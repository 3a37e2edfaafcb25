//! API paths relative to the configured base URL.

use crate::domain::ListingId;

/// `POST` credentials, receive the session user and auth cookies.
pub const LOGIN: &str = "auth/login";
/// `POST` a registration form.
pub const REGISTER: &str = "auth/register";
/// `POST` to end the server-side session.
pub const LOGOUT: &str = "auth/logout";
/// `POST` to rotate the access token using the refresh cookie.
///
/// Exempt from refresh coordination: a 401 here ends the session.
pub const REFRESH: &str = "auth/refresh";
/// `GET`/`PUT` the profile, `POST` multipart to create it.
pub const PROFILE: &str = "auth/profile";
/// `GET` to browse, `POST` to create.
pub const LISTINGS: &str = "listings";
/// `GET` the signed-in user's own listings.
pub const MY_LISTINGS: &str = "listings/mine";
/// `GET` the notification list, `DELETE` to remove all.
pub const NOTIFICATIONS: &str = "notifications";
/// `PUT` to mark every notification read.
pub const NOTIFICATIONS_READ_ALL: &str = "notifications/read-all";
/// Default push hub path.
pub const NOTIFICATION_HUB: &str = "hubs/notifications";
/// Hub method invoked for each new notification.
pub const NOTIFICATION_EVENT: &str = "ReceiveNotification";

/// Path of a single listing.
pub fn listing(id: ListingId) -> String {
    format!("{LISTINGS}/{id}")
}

══════════════════════════════

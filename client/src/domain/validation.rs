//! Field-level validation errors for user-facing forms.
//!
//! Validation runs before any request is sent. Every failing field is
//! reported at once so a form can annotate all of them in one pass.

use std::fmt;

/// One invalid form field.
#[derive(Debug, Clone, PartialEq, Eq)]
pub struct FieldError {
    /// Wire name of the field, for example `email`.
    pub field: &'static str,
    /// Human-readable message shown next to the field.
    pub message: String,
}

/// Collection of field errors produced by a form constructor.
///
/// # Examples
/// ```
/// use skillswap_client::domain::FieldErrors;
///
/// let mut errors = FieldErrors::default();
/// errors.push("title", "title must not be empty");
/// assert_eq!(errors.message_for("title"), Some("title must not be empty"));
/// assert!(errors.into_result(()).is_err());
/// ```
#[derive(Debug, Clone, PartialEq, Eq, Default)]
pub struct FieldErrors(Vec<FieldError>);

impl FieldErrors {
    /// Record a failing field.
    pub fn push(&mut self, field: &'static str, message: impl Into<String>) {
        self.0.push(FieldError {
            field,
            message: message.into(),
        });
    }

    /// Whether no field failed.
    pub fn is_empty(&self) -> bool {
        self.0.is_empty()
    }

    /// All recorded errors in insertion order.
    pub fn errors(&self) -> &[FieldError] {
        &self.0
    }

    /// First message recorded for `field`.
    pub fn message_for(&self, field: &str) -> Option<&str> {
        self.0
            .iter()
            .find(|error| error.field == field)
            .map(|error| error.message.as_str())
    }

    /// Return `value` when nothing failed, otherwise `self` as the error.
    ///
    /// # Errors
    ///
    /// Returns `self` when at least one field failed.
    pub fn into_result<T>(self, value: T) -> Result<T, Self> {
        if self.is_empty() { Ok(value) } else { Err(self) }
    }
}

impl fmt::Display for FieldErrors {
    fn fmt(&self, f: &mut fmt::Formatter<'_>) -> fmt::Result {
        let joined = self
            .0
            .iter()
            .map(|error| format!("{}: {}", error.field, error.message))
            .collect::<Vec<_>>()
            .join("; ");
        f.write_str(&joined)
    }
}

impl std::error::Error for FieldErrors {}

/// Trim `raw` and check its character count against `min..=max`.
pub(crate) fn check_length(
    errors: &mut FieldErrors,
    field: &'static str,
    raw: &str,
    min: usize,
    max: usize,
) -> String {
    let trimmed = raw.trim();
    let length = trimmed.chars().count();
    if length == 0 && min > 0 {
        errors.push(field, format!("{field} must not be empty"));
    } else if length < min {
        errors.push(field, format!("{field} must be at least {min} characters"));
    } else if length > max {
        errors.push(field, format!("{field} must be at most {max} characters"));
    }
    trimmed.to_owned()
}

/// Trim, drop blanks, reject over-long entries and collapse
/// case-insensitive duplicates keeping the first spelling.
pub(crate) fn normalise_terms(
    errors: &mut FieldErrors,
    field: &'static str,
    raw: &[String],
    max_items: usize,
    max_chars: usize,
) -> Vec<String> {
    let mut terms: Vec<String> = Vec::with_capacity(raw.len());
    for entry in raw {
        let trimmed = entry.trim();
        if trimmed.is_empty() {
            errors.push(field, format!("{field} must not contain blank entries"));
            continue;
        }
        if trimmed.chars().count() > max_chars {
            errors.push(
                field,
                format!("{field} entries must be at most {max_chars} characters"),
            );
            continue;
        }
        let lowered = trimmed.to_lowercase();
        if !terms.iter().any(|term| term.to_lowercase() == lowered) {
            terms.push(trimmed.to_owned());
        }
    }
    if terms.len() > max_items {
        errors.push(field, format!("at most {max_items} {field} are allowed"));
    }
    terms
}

══════════════════════════════

Which lines of the data contain the string "POST"? Copy each one.

/// `POST` credentials, receive the session user and auth cookies.
/// `POST` a registration form.
/// `POST` to end the server-side session.
/// `POST` to rotate the access token using the refresh cookie.
/// `GET`/`PUT` the profile, `POST` multipart to create it.
/// `GET` to browse, `POST` to create.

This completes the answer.